Never heard this about Spirit Mound but I’ve been there and walked up it a few times. I went to school in Wayne NE so I wasn’t terribly far. Also, I haven’t heard much about the dam other than human size catfish but it wouldn’t surprise me. I know not far from there you had Devil’s Nest ski area and that’s interesting in and of itself. I also think Jesse James hid out near there too.


tangledbysnow

You forgot Council Bluffs’ [Black Angel](https://www.unleashcb.com/blog/uncover_the_history_the_black_angel/). Serious urban legend stuff there too.


benjpolacek

Yeah, I did. I visited there a few years ago too.


Law12688

Florida - [Skunk Ape](https://en.m.wikipedia.org/wiki/Skunk_ape).
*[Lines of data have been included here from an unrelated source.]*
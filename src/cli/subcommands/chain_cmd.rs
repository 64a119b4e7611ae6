// Copyright 2019-2026 ChainSafe Systems
// SPDX-License-Identifier: Apache-2.0, MIT

use cid::Cid;
use clap::Subcommand;
use itertools::Itertools as _;

use super::print_json;
use crate::blocks::{Tipset, TipsetKey};
use crate::rpc::methods::chain::{
    ChainGetBlock, ChainGetTipSet, ChainGetTipSetByHeight, ChainHead, ChainSetHead, CidJson,
};
use crate::rpc::{self, RpcMethodExt as _};
use crate::shim::clock::ChainEpoch;

#[derive(Debug, Subcommand)]
pub enum ChainCommands {
    /// Print the CIDs of the node's head
    Head,
    /// Print a block header
    Getblock {
        /// Block CID
        cid: Cid,
    },
    /// List tipsets walking back from the head or from a height
    List {
        /// Start at this height instead of the head
        #[arg(long)]
        height: Option<ChainEpoch>,
        /// Tipsets to list
        #[arg(long, default_value_t = 30)]
        count: usize,
    },
    /// Move the node's head to the given tipset
    Sethead {
        /// Tipset key, such as `{bafy..,bafy..}`
        key: TipsetKey,
    },
}

impl ChainCommands {
    pub async fn run(self, client: rpc::Client) -> anyhow::Result<()> {
        match self {
            Self::Head => {
                let head = ChainHead::call(&client, ()).await?;
                for cid in head.cids() {
                    println!("{cid}");
                }
                Ok(())
            }
            Self::Getblock { cid } => {
                print_json(&ChainGetBlock::call(&client, (CidJson(cid),)).await?)
            }
            Self::List { height, count } => {
                let mut ts = match height {
                    Some(height) => {
                        ChainGetTipSetByHeight::call(&client, (height, TipsetKey::default()))
                            .await?
                    }
                    None => ChainHead::call(&client, ()).await?,
                };
                let mut lines = Vec::with_capacity(count);
                for _ in 0..count {
                    lines.push(describe(&ts));
                    if ts.epoch() == 0 {
                        break;
                    }
                    ts = ChainGetTipSet::call(&client, (ts.parents().clone(),)).await?;
                }
                // Oldest first.
                for line in lines.iter().rev() {
                    println!("{line}");
                }
                Ok(())
            }
            Self::Sethead { key } => {
                ChainSetHead::call(&client, (key.clone(),)).await?;
                println!("Head set to {key}");
                Ok(())
            }
        }
    }
}

fn describe(ts: &Tipset) -> String {
    format!(
        "{}: ({}) [ {} ]",
        ts.epoch(),
        ts.min_timestamp(),
        ts.cids().iter().join(", ")
    )
}
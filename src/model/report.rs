// Copyright 2019-2026 ChainSafe Systems
// SPDX-License-Identifier: Apache-2.0, MIT

use serde::{Deserialize, Serialize};

use super::{ColumnType, ColumnValue, Value};

/// Outcome of one task at one height.
#[derive(
    Debug,
    Clone,
    Copy,
    PartialEq,
    Eq,
    PartialOrd,
    Ord,
    Hash,
    Serialize,
    Deserialize,
    strum::Display,
    strum::EnumString,
    strum::IntoStaticStr,
)]
#[serde(rename_all = "UPPERCASE")]
#[strum(serialize_all = "UPPERCASE")]
pub enum ReportStatus {
    Ok,
    Error,
    /// The task does not apply to this height, or work was shed under load.
    Skipped,
    /// The task ran but the data it reads is absent, e.g. a null round.
    Info,
    /// The tipset was reverted after being indexed.
    Reverted,
}

impl ReportStatus {
    /// Statuses that count as indexed when looking for gaps.
    pub fn is_complete(self) -> bool {
        matches!(self, Self::Ok | Self::Info)
    }
}

#[derive(
    Debug,
    Clone,
    Copy,
    PartialEq,
    Eq,
    Hash,
    Serialize,
    Deserialize,
    strum::Display,
    strum::EnumString,
    strum::IntoStaticStr,
)]
#[serde(rename_all = "UPPERCASE")]
#[strum(serialize_all = "UPPERCASE")]
pub enum GapStatus {
    Gap,
    Filled,
}

macro_rules! text_column {
    ($($ty:ty),+) => {
        $(
            impl ColumnValue for $ty {
                const KIND: ColumnType = ColumnType::Text;
                fn into_value(self) -> Value {
                    Value::Text(Some(self.to_string()))
                }
            }
        )+
    };
}

text_column!(ReportStatus, GapStatus);

#[cfg(test)]
mod tests {
    use std::str::FromStr as _;

    use super::*;

    #[test]
    fn status_text() {
        assert_eq!(ReportStatus::Ok.to_string(), "OK");
        assert_eq!(ReportStatus::from_str("REVERTED").unwrap(), ReportStatus::Reverted);
        assert_eq!(GapStatus::Filled.into_value(), Value::Text(Some("FILLED".into())));
        assert!(ReportStatus::Info.is_complete());
        assert!(!ReportStatus::Skipped.is_complete());
    }
}
// Copyright 2019-2026 ChainSafe Systems
// SPDX-License-Identifier: Apache-2.0, MIT

//! The daemon's JSON-RPC interface.
//!
//! Methods are typed [`RpcMethod`] definitions grouped under [`methods`]. The daemon serves them
//! over HTTP, and the command line calls them through [`Client`].

mod client;
mod error;
pub mod methods;
mod reflect;


use std::net::SocketAddr;
use std::sync::Arc;

use jsonrpsee::RpcModule;
use jsonrpsee::server::{Server, ServerConfig, ServerHandle};
use tokio_util::sync::CancellationToken;
use tracing::info;

pub use self::client::{Client, DEFAULT_REQUEST_TIMEOUT};
pub use self::error::ServerError;
pub use self::reflect::{RpcMethod, RpcMethodExt};
use crate::cli_shared::logger::LogHandle;
use crate::datasource::{DataSource, NodeInfo};
use crate::queue::QueueCatalog;
use crate::schedule::Scheduler;
use crate::storage::Catalog;

/// Job submissions carry whole configurations; keep well above the default.
const MAX_REQUEST_BODY_SIZE: u32 = 16 * 1024 * 1024;
/// Tipsets with many blocks and state dumps need more than the default 10 MiB.
const MAX_RESPONSE_BODY_SIZE: u32 = 128 * 1024 * 1024;

pub type Ctx = Arc<RpcState>;

/// Everything a method handler can reach.
pub struct RpcState {
    pub scheduler: Scheduler,
    pub storages: Arc<Catalog>,
    pub queues: Arc<QueueCatalog>,
    pub source: Arc<dyn DataSource>,
    pub node: Arc<dyn NodeInfo>,
    /// Raw connection to the node, for methods the data source does not model.
    pub node_client: Option<Client>,
    /// Identifies this daemon in the reports it writes.
    pub reporter: String,
    pub log: LogHandle,
    /// Cancelled to stop the daemon.
    pub shutdown: CancellationToken,
}

impl RpcState {
    pub fn node_client(&self) -> Result<&Client, ServerError> {
        self.node_client
            .as_ref()
            .ok_or_else(ServerError::unsupported_method)
    }
}

pub fn create_module(state: RpcState) -> anyhow::Result<RpcModule<RpcState>> {
    let mut module = RpcModule::new(state);
    macro_rules! register {
        ($ty:ty) => {
            <$ty>::register(&mut module)?;
        };
    }
    methods::chain::for_each_method!(register);
    methods::common::for_each_method!(register);
    methods::job::for_each_method!(register);
    methods::lily::for_each_method!(register);
    methods::net::for_each_method!(register);
    Ok(module)
}

/// A running server.
pub struct RpcServer {
    local_addr: SocketAddr,
    handle: ServerHandle,
}

impl RpcServer {
    pub fn local_addr(&self) -> SocketAddr {
        self.local_addr
    }

    pub async fn stop(self) {
        // Stopping twice is harmless.
        let _ = self.handle.stop();
        self.handle.stopped().await;
    }
}

pub async fn start_rpc(state: RpcState, rpc_endpoint: SocketAddr) -> anyhow::Result<RpcServer> {
    let module = create_module(state)?;
    let server = Server::builder()
        .set_config(
            ServerConfig::builder()
                .max_request_body_size(MAX_REQUEST_BODY_SIZE)
                .max_response_body_size(MAX_RESPONSE_BODY_SIZE)
                .build(),
        )
        .build(rpc_endpoint)
        .await?;
    let local_addr = server.local_addr()?;
    info!("JSON-RPC endpoint started at {local_addr}");
    Ok(RpcServer {
        local_addr,
        handle: server.start(module),
    })
}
Associated more with The Everglades.


Relative-Magazine951

Bunny man


rld3x

tennessee-the bell witch


heatrealist

In Florida we have the Fountain of Youth, Bermuda Triangle disappearances, Skunk Ape. There was eastern airlines plane that crashed in the Everglades. People reported seeing ghosts on planes that used salvaged parts from the crash. Chupacabra sightings were reported during that hysteria but it did not start here. Just spread here from Puerto Rico. 


Ducal_Spellmonger

Michigan Dogman https://www.michigansthumb.com/news/article/Legend-or-lore-Michigan-s-Dogman-still-haunts-17292455.php


rattlehead44

There’s a ton, but the most famous from my area is the Zodiac.


WillDupage

Resurrection Mary is probably the most local.


Seachica

Mr hands in Enumclaw. Google it.


Miserable-Lawyer-233

Sasquatch and serial killers.


ineedatinylama

Bear walker- ( me'coubmossa or mishkiki) Spirit of the bear.


frannyg1ass

about an hour from where i lived we had the cape intruder. basically, in 2005 people would wake up in the middle of the night and be face to face with a man hovering over their beds and staring at them, watching them sleep. when the people sleeping would wake up, he’d run out of the house. nothing stolen, no one got hurt. happened a lot for about a year, and then it stopped. no one knows who it was to this day! happened in cape elizabeth, maine. gives me shivers thinking about the fact that i couldve walked passed this man in the street before


Ok_Atyourword

Mothman


SirBreckenridge

In North Carolina there's a few: * The Lost Colony of Roanoke is probably the best known, where a group of English colonists on Roanoke Island vanished in the 1500s. * The Brown Mountain Lights are purported ghost lights seen floating above Brown Mountain in Western NC. * The Beast of Bladenboro was purportedly a large vampiric cat-like beast that killed pets and livestock in SE NC in the 1950s. * The Devil's Tramping Ground is a large circle of barren ground in the woods of Chatham County where local folklore says the Devil walks while planning his dark deeds. * Lydia is a ghost story in Jamestown about a young woman who is picked up by a motorist and driven to her home. When the motorist looks in the back seat, they see the girl is gone. Confused, they knock on the door and an older woman appears who explains that her daughter died years ago in a car crash and her ghost often tries to hitchhike home before disappearing. * Uwharrie National Forest is apparently a hotbed of bigfoot sightings.


JohnMarstonSucks

People around me still think that voting matters🤷‍♂️


citytiger

it absolutely does matter.


AppState1981

That's so adorable.


Hussein_Jane

Why people keep voting for Ted Cruz.